Erst musste es ganz schnell gehen, dann wollte man sich zwischenzeitlich doch keine Deadlines für die Verhandlungen setzen, weil es ja auch gut werden sollte. Und nun sieht es aus, als stünden die Koalitionsverhandlungen doch – noch vor Ostern – kurz vor dem Abschluss. Die Spannung steigt also, welche Passagen aus den durchgesickerten Arbeitspapieren es wohl in den fertigen Vertrag geschafft haben, und welche dem Land erspart bleiben. Wobei das Sparen angesichts umfangreicher Kreditaufnahme wohl nicht im Vordergrund stehen wird.
Spaß beiseite: Schön wäre es, würden sich die Koalitionäre ein Vorhaben sparen, auf das am gestrigen Dienstag erneut die Berichterstattung über ein Gerichtsurteil des Amtsgerichts Bamberg ein unschönes Licht warf: Gegen „Informationsmanipulation sowie Hass und Hetze“ soll (gemäß dem Arbeitspapier mit den Verhandlungs-Zwischenergebnissen) die „staatsferne Medienaufsicht“ nach dem Willen der kommende Regierung offenbar noch stärker vorgehen, denn: „Die bewusste Verbreitung falscher Tatsachenbehauptungen ist durch die Meinungsfreiheit nicht gedeckt.“
Amtsgericht sieht Straftatbestand der Verleumdung erfüllt
Das stimmt auch, sofern sich die Aussage etwa auf den Straftatbestand der Verleumdung bezieht. Einer Verleumdung macht sich schuldig, wer „wider besseres Wissen in Beziehung auf einen anderen eine unwahre Tatsache behauptet oder verbreitet, welche denselben verächtlich zu machen oder in der öffentlichen Meinung herabzuwürdigen (…) geeignet ist“, heißt es im Strafgesetzbuch. Der Clou: Wer Politiker verleumdet, wird härter bestraft, als beginge er die gleiche Tat an einem Normalsterblichen.
Und just diese Regelung ist nun dem Chefredakteur des AfD-nahen „Deutschland Kuriers“, David Bendels, zum Verhängnis geworden. Der hatte im Februar 2024 eine Fotomontage auf Sozialen Medien geteilt, auf der Innenministerin Nancy Faeser ein Schild mit der Aufschrift „Ich hasse die Meinungsfreiheit!“ hochhält. Nicht sehr einfallsreich, aber doch nach menschlichem Ermessen stinknormale, sarkastische Regierungskritik in der guten demokratischen Tradition politischer Karikatur. Das Amtsgericht sah es jedoch anders: Eine Verleumdung sei gegeben. Also: sieben Monate Haft auf Bewährung, und: Der Beschuldigte müsse sich bei Faeser entschuldigen.

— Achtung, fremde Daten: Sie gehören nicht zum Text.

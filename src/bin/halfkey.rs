// Halfkey CLI
// Grabs the keyboard, remaps every key event and injects the result through uinput

use std::path::PathBuf;
use std::sync::atomic::{AtomicBool, Ordering};
use std::sync::Arc;

use anyhow::{bail, Context, Result};
use clap::Parser;
use log::LevelFilter;

use halfkey_core::config::Config;
use halfkey_core::event::{EventLoop, EventLoopError};
use halfkey_core::output::{VirtualDevice, VIRTUAL_DEVICE_NAME};
use halfkey_core::{run_self_test, Action, DeviceFilter, Dispatcher, HalfKeyboard};

/// Half-keyboard driver: hold space to type the other half of the keyboard
#[derive(Parser, Debug)]
#[command(name = "halfkey")]
#[command(version)]
#[command(about = "Half-keyboard driver for Linux evdev keyboards", long_about = None)]
struct Args {
    /// TOML configuration file (default: ~/.config/halfkey/config.toml)
    #[arg(short, long, value_name = "CONFIG")]
    config: Option<PathBuf>,

    /// Manually specify devices to remap (can be used multiple times)
    #[arg(short, long, value_name = "DEVICE")]
    devices: Vec<String>,

    /// Mirror mode: all keys reversed
    #[arg(short, long)]
    mirror_mode: bool,

    /// Increase log verbosity (repeat for more)
    #[arg(short, long, action = clap::ArgAction::Count)]
    verbose: u8,

    /// List available keyboard devices
    #[arg(long)]
    list_devices: bool,

    /// Validate config and exit
    #[arg(long)]
    check_config: bool,

    /// Replay the built-in key sequences and exit
    #[arg(long)]
    self_test: bool,
}

fn log_level(verbose: u8) -> LevelFilter {
    match verbose {
        0 => LevelFilter::Warn,
        1 => LevelFilter::Info,
        2 => LevelFilter::Debug,
        _ => LevelFilter::Trace,
    }
}

/// Merge command line overrides into the file configuration.
///
/// CLI --devices > config [devices].only > autodetect.
fn resolve_config(mut config: Config, args: &Args) -> Config {
    if !args.devices.is_empty() {
        config.device_filter = args.devices.clone();
    }
    config.mirror_mode |= args.mirror_mode;
    config
}

fn load_config(args: &Args) -> Result<Config> {
    let config = match &args.config {
        Some(path) => Config::from_toml_path(path)
            .with_context(|| format!("loading config {}", path.display()))?,
        None => Config::load_default().context("loading default config")?,
    };
    Ok(resolve_config(config, args))
}

/// Main application state
struct Application {
    config: Config,
    /// Cleared by the signal thread to stop the event loop
    running: Arc<AtomicBool>,
}

impl Application {
    fn new(config: Config) -> Self {
        Self {
            config,
            running: Arc::new(AtomicBool::new(true)),
        }
    }

    fn check_config(&self) {
        println!("Configuration is valid");
        println!("  mirror_mode = {}", self.config.mirror_mode);
        println!("  devices = {:?}", self.config.device_filter);
        println!("  poll_timeout_ms = {}", self.config.poll_timeout_ms);
        if let Some(key) = self.config.emergency_eject_key {
            println!("  emergency_eject_key = {}", key);
        }
        println!("  priority = {}", self.config.priority);
    }

    fn list_devices() -> Result<()> {
        let devices = EventLoop::list_devices()?;
        println!("Found {} keyboard device(s):", devices.len());
        for device in &devices {
            match &device.path {
                Some(path) => println!("  {}: {} ({})", device.index, device.name, path),
                None => println!("  {}: {}", device.index, device.name),
            }
        }
        Ok(())
    }

    fn self_test() -> Result<()> {
        let mismatches = run_self_test();
        for mismatch in &mismatches {
            eprintln!("{}", mismatch);
        }
        if !mismatches.is_empty() {
            bail!("self test failed with {} error(s)", mismatches.len());
        }
        println!("Self test passed");
        Ok(())
    }

    /// Ask for a scheduling priority; failure (usually missing privileges)
    /// is reported but not fatal
    fn set_priority(priority: i32) {
        let ret = unsafe { libc::setpriority(libc::PRIO_PROCESS, 0, priority) };
        if ret != 0 {
            log::error!(
                "setpriority({}) failed: {}",
                priority,
                std::io::Error::last_os_error()
            );
        }
        let current = unsafe { libc::getpriority(libc::PRIO_PROCESS, 0) };
        log::info!("Process priority set at {}", current);
    }

    fn install_signal_handlers(&self) -> Result<()> {
        use signal_hook::consts::{SIGINT, SIGQUIT, SIGTERM};
        use signal_hook::iterator::Signals;

        let mut signals =
            Signals::new([SIGINT, SIGTERM, SIGQUIT]).context("installing signal handlers")?;
        let running = self.running.clone();

        std::thread::spawn(move || {
            if let Some(signal) = signals.forever().next() {
                log::warn!("Received signal {}, shutting down", signal);
                running.store(false, Ordering::SeqCst);
            }
        });
        Ok(())
    }

    fn run(&self) -> Result<()> {
        Self::set_priority(self.config.priority);

        self.install_signal_handlers()?;

        let filter = DeviceFilter::new(self.config.device_filter.clone());
        let mut event_loop = EventLoop::new_with_grab(&filter).context("grabbing keyboards")?;
        log::info!("Remapping {:?}", event_loop.device_names());

        let output = VirtualDevice::new(VIRTUAL_DEVICE_NAME).context("creating uinput device")?;
        let remapper = HalfKeyboard::new().with_mirror_mode(self.config.mirror_mode);
        let mut dispatcher = Dispatcher::new(remapper, output);

        let result = self.run_main_loop(&mut event_loop, &mut dispatcher);

        // Nothing may stay held once the devices are handed back
        if let Err(e) = dispatcher.release_all() {
            log::error!("Failed to release held keys: {}", e);
        }
        event_loop.ungrab_all();

        result
    }

    fn run_main_loop(
        &self,
        event_loop: &mut EventLoop,
        dispatcher: &mut Dispatcher<VirtualDevice>,
    ) -> Result<()> {
        let timeout_ms = self.config.poll_timeout_ms as i32;
        println!("halfkey is running. Press Ctrl+C to exit.");

        while self.running.load(Ordering::SeqCst) {
            let events = match event_loop.poll_for_events(timeout_ms) {
                Ok(events) => events,
                Err(EventLoopError::Evdev(msg)) => {
                    bail!("lost input device: {}", msg);
                }
                Err(e) => return Err(e.into()),
            };

            for event in events {
                if Some(event.key) == self.config.emergency_eject_key
                    && event.action == Action::Press
                {
                    log::warn!("Emergency eject key pressed. Stopping halfkey.");
                    self.running.store(false, Ordering::SeqCst);
                    break;
                }

                log::trace!("{} from {}", event.key, event.device_name);
                if let Err(e) = dispatcher.dispatch(event.key, event.action, event.timestamp) {
                    log::error!("Error sending output: {}", e);
                }
            }
        }
        Ok(())
    }
}

fn main() -> Result<()> {
    let args = Args::parse();

    env_logger::Builder::new()
        .filter_level(log_level(args.verbose))
        .parse_default_env()
        .init();

    log::info!("-- HalfKey driver {} --", env!("CARGO_PKG_VERSION"));

    if args.list_devices {
        return Application::list_devices();
    }

    if args.self_test {
        return Application::self_test();
    }

    let app = Application::new(load_config(&args)?);

    if args.check_config {
        app.check_config();
        return Ok(());
    }

    let result = app.run();
    log::info!("-- Terminating --");
    result
}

Auch wenn die schriftliche Begründung des Gerichts noch nicht vorliegt, wirkt der Vorgang doch abenteuerlich: Welcher erwachsene Mensch würde in dem Bild eine „unwahre Tatsache“, also eine reale Aufnahme vermuten? Eine klassische grundrechtlich geschützte Meinungsäußerung, sollte man meinen. Doch die Auslegungsspielräume sind offenbar weit, die Unsicherheit groß. Sollten in dieser Situation erneut rechtliche Daumenschrauben angezogen werden? Muss die Öffentlichkeit wirklich noch rabiater vor „Informationsmanipulation“ geschützt werden, wenn die bestehenden Gesetze schon jetzt Gerichten zur faktischen Einschränkung der Regierungskritik – und damit ebenjener Meinungsfreiheit, die die Innenministerin nach Einschätzung des Amtsgerichts eben nicht hasst – dienen? Sorge ist angebracht. Hoffentlich sind die künftigen Koalitionäre auf diesem Feld verantwortungsbewusster als Faeser, die – ausgerechnet als Innenministerin offensichtlich mit den liberalen Verfassungswerten auf Kriegsfuß – die Anzeige gegen Bendels, wie die „Welt“ schreibt, selbst stellte.